(Assigned task):
Transcribe all of the listing below in full.

--------

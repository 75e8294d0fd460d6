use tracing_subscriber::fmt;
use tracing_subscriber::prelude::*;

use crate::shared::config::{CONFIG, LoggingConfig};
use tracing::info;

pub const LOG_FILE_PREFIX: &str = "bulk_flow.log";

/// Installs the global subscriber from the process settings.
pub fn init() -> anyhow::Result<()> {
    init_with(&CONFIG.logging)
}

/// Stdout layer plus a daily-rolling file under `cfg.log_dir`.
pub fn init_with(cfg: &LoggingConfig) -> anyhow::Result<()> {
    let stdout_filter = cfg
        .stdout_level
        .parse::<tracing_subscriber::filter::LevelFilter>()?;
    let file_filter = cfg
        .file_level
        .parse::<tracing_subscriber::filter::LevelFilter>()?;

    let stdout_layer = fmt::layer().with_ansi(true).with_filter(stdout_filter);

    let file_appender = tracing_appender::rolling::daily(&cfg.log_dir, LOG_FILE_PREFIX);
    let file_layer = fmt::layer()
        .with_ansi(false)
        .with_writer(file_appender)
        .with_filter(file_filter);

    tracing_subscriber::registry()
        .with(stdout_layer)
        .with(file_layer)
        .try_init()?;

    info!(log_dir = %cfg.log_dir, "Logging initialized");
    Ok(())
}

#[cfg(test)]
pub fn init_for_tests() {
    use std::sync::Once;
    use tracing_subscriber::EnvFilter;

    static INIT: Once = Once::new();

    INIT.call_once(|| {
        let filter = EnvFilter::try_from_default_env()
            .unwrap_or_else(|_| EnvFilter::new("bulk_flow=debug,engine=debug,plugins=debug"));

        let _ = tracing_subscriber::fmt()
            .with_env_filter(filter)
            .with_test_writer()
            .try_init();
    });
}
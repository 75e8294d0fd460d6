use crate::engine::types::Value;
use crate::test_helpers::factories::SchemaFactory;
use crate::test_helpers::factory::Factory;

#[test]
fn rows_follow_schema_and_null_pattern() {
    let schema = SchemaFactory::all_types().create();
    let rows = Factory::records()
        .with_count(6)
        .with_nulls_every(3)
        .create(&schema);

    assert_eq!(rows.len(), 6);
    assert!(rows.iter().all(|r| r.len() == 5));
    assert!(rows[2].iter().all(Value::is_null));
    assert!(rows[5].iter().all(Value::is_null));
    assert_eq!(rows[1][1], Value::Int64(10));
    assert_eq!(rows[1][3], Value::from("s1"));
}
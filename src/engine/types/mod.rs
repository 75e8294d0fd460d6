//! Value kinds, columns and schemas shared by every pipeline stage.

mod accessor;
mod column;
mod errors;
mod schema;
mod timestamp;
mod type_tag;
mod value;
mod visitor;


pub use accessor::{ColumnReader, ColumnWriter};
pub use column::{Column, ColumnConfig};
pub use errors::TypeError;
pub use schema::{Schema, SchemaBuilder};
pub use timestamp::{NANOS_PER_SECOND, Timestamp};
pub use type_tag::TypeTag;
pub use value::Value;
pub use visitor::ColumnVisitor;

--------

(Response area):
repository 75e8294d0fd460d6
use tracing_subscriber::fmt;
use tracing_subscriber::prelude::*;

use crate::shared::config::{CONFIG, LoggingConfig};
use tracing::info;

pub const LOG_FILE_PREFIX: &str = "bulk_flow.log";

/// Installs the global subscriber from the process settings.
pub fn init() -> anyhow::Result<()> {
    init_with(&CONFIG.logging)
}

/// Stdout layer plus a daily-rolling file under `cfg.log_dir`.
pub fn init_with(cfg: &LoggingConfig) -> anyhow::Result<()> {
    let stdout_filter = cfg
        .stdout_level
        .parse::<tracing_subscriber::filter::LevelFilter>()?;
    let file_filter = cfg
        .file_level
        .parse::<tracing_subscriber::filter::LevelFilter>()?;

    let stdout_layer = fmt::layer().with_ansi(true).with_filter(stdout_filter);

    let file_appender = tracing_appender::rolling::daily(&cfg.log_dir, LOG_FILE_PREFIX);
    let file_layer = fmt::layer()
        .with_ansi(false)
        .with_writer(file_appender)
        .with_filter(file_filter);

    tracing_subscriber::registry()
        .with(stdout_layer)
        .with(file_layer)
        .try_init()?;

    info!(log_dir = %cfg.log_dir, "Logging initialized");
    Ok(())
}

#[cfg(test)]
pub fn init_for_tests() {
    use std::sync::Once;
    use tracing_subscriber::EnvFilter;

    static INIT: Once = Once::new();

    INIT.call_once(|| {
        let filter = EnvFilter::try_from_default_env()
            .unwrap_or_else(|_| EnvFilter::new("bulk_flow=debug,engine=debug,plugins=debug"));

        let _ = tracing_subscriber::fmt()
            .with_env_filter(filter)
            .with_test_writer()
            .try_init();
    });
}
repository 75e8294d0fd460d6
use crate::engine::types::Value;
use crate::test_helpers::factories::SchemaFactory;
use crate::test_helpers::factory::Factory;

#[test]
fn rows_follow_schema_and_null_pattern() {
    let schema = SchemaFactory::all_types().create();
    let rows = Factory::records()
        .with_count(6)
        .with_nulls_every(3)
        .create(&schema);

    assert_eq!(rows.len(), 6);
    assert!(rows.iter().all(|r| r.len() == 5));
    assert!(rows[2].iter().all(Value::is_null));
    assert!(rows[5].iter().all(Value::is_null));
    assert_eq!(rows[1][1], Value::Int64(10));
    assert_eq!(rows[1][3], Value::from("s1"));
}
filename src/engine/types/mod.rs
repository 75e8294d0fd460d6
//! Value kinds, columns and schemas shared by every pipeline stage.

mod accessor;
mod column;
mod errors;
mod schema;
mod timestamp;
mod type_tag;
mod value;
mod visitor;


pub use accessor::{ColumnReader, ColumnWriter};
pub use column::{Column, ColumnConfig};
pub use errors::TypeError;
pub use schema::{Schema, SchemaBuilder};
pub use timestamp::{NANOS_PER_SECOND, Timestamp};
pub use type_tag::TypeTag;
pub use value::Value;
pub use visitor::ColumnVisitor;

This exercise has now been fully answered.